Using the example of the Twitter Firehose, each tweet might be emitted by the spout as a tuple which could include the list of hashtags in the tweet as one of the elements. 

A bolt might then separate out the individual hashtags and emit a stream of tuples containing the hashtags tweeted. Since the emission of the hashtags for a given tweet does not require knowledge of any other tweet that bolt's subscription to the spout could be randomly grouped. 

A second bolt might receive the hashtags and emit a running count of the number of times that hashtag has been tweeted in the last 5 minutes. Since this bolt would need to "remember" the number of tweets for each hashtag it could be grouped by field, where the field is the hashtag, allowing the number of bolts to increase to handle increased load while ensuring that any given hashtag would always be sent to the same bolt.

A final bolt might keep a list of the most tweeted hashtags and store that list in a database. It would have to be a single bolt as it would need to see all the counts emitted by the previous bolt in order to decide whether a new count would change the current top list, but it's memory consumption would be limited to the top 10 hashtags and their latest counts.

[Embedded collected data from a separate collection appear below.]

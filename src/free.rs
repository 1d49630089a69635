use crate::{
  chunk::{Chunk, TAG_SIZE, footprint},
  heap::Heap,
};

impl Heap<'_> {
  /// Returns a used chunk to the free lists, merging it with free
  /// neighbours on either side.
  pub(crate) fn free(
    &self,
    chunk: Chunk,
  ) {
    let chunk_size = chunk.size(self.region);
    self.account_free(footprint(chunk_size));

    let right = chunk.right(self.region);
    let left_free = self.lo_bound() < chunk.0 && chunk.left_is_free(self.region);
    let right_free = right.0 < self.hi_bound() && right.is_free(self.region);

    let (start, size) = match (left_free, right_free) {
      (true, true) => {
        let left = chunk.left(self.region);
        let left_size = left.size(self.region);
        let right_size = right.size(self.region);

        self.unlink(left);
        self.unlink(right);

        (left, left_size + chunk_size + right_size + 4 * TAG_SIZE)
      }
      (true, false) => {
        let left = chunk.left(self.region);
        let left_size = left.size(self.region);

        self.unlink(left);

        (left, left_size + chunk_size + 2 * TAG_SIZE)
      }
      (false, true) => {
        let right_size = right.size(self.region);

        self.unlink(right);

        (chunk, chunk_size + right_size + 2 * TAG_SIZE)
      }
      (false, false) => (chunk, chunk_size),
    };

    start.set_size(self.region, size, false);
    self.link(start);
  }
}
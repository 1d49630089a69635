//! Arena configuration.
//!
//! Sizes accept the suffixes used by cache-size parameters (`K`, `M`, `G`,
//! `T`), so `size: 64M` in YAML or `SHMARENA_SIZE=64M` in the environment
//! both work.

use std::path::{Path, PathBuf};

use figment::{
  Figment,
  providers::{Env, Format, Yaml},
};
use serde::{Deserialize, Deserializer, Serialize};
use validator::Validate;

use crate::{
  error::ConfigError,
  header::{MEM_MAX_SIZE, MEM_MIN_SIZE},
};

/// Everything needed to create an arena.
#[derive(Debug, Clone, Serialize, Deserialize, Validate)]
pub struct ArenaConfig {
  /// System V key of the backing segment. Without one the region is an
  /// anonymous shared mapping inherited by forked children.
  #[serde(default)]
  pub shm_key: Option<i32>,

  /// Guard every operation with a process-shared mutex.
  #[serde(default)]
  pub lock: bool,

  /// Region size in bytes, metadata included.
  #[serde(deserialize_with = "deserialize_size")]
  #[validate(range(min = 128, max = 68_719_476_736u64))]
  pub size: u64,

  /// Human-readable name, reported in diagnostics.
  #[validate(length(min = 1))]
  pub description: String,

  /// Configuration parameter an operator should raise when the arena runs
  /// out of memory.
  #[serde(default)]
  pub param: String,

  /// Return `None` on exhaustion instead of terminating the process.
  #[serde(default)]
  pub allow_oom: bool,
}

impl ArenaConfig {
  pub fn new(
    size: u64,
    description: impl Into<String>,
    param: impl Into<String>,
  ) -> Self {
    Self {
      shm_key: None,
      lock: false,
      size,
      description: description.into(),
      param: param.into(),
      allow_oom: false,
    }
  }

  pub fn with_shm_key(
    mut self,
    key: i32,
  ) -> Self {
    self.shm_key = Some(key);
    self
  }

  pub fn with_lock(
    mut self,
    lock: bool,
  ) -> Self {
    self.lock = lock;
    self
  }

  pub fn with_allow_oom(
    mut self,
    allow_oom: bool,
  ) -> Self {
    self.allow_oom = allow_oom;
    self
  }

  /// Loads a configuration from a YAML file, overridden by `SHMARENA_*`
  /// environment variables.
  pub fn load_from_path<P: AsRef<Path>>(
    path: P,
  ) -> Result<Self, ConfigError> {
    let path = path.as_ref();
    if !path.exists() {
      return Err(ConfigError::FileNotFound(PathBuf::from(path)));
    }

    let config: Self = Figment::new()
      .merge(Yaml::file(path))
      .merge(Env::prefixed("SHMARENA_"))
      .extract()?;

    config.validate()?;
    Ok(config)
  }
}

/// Parses `"4096"`, `"16K"`, `"64M"`, `"2G"` or `"1T"` into bytes.
pub fn parse_size(
  value: &str,
) -> Result<u64, ConfigError> {
  let value = value.trim();
  let invalid = || ConfigError::Size(value.to_string());

  let (digits, factor) = match value.char_indices().last() {
    Some((at, 'K' | 'k')) => (&value[..at], 1u64 << 10),
    Some((at, 'M' | 'm')) => (&value[..at], 1 << 20),
    Some((at, 'G' | 'g')) => (&value[..at], 1 << 30),
    Some((at, 'T' | 't')) => (&value[..at], 1 << 40),
    Some(_) => (value, 1),
    None => return Err(invalid()),
  };

  digits
    .parse::<u64>()
    .ok()
    .and_then(|number| number.checked_mul(factor))
    .ok_or_else(invalid)
}

fn deserialize_size<'de, D>(
  deserializer: D,
) -> Result<u64, D::Error>
where
  D: Deserializer<'de>,
{
  #[derive(Deserialize)]
  #[serde(untagged)]
  enum Size {
    Bytes(u64),
    Text(String),
  }

  match Size::deserialize(deserializer)? {
    Size::Bytes(bytes) => Ok(bytes),
    Size::Text(text) => parse_size(&text).map_err(serde::de::Error::custom),
  }
}

const _: () = assert!(MEM_MIN_SIZE == 128 && MEM_MAX_SIZE == 68_719_476_736);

Notes: This type of infrastructure would be quite scalable, and with some minor optimizations could be made more so. There are, however, some limitations. It is difficult to trigger some piece of work when a given tweet is completely finished processing, this can be done via coordination, but that can be a fairly complex beast.

Conclusions

Storm provides a great way to analyze data that is never ending particularly where the results of the analysis must be low latency. Looking back at my own experiences I can see several places, particularly in fraud detection systems, where having infrastructure like Storm could have been a serious boon to our work. Storm, like Hadoop, has also been used to build abstractions which are more natural for the problem spaces where it is frequently used. Trident is built and maintained by the Storm team, and Summingbird provides a layer of abstraction over both Storm and Hadoop, allowing an appropriate algorithm to be run both in streaming and batch modes via the different infrastructures. Both Hadoop and Storm provide strengths, and efficiencies, where the problem fits their model, and limitations where it doesn't.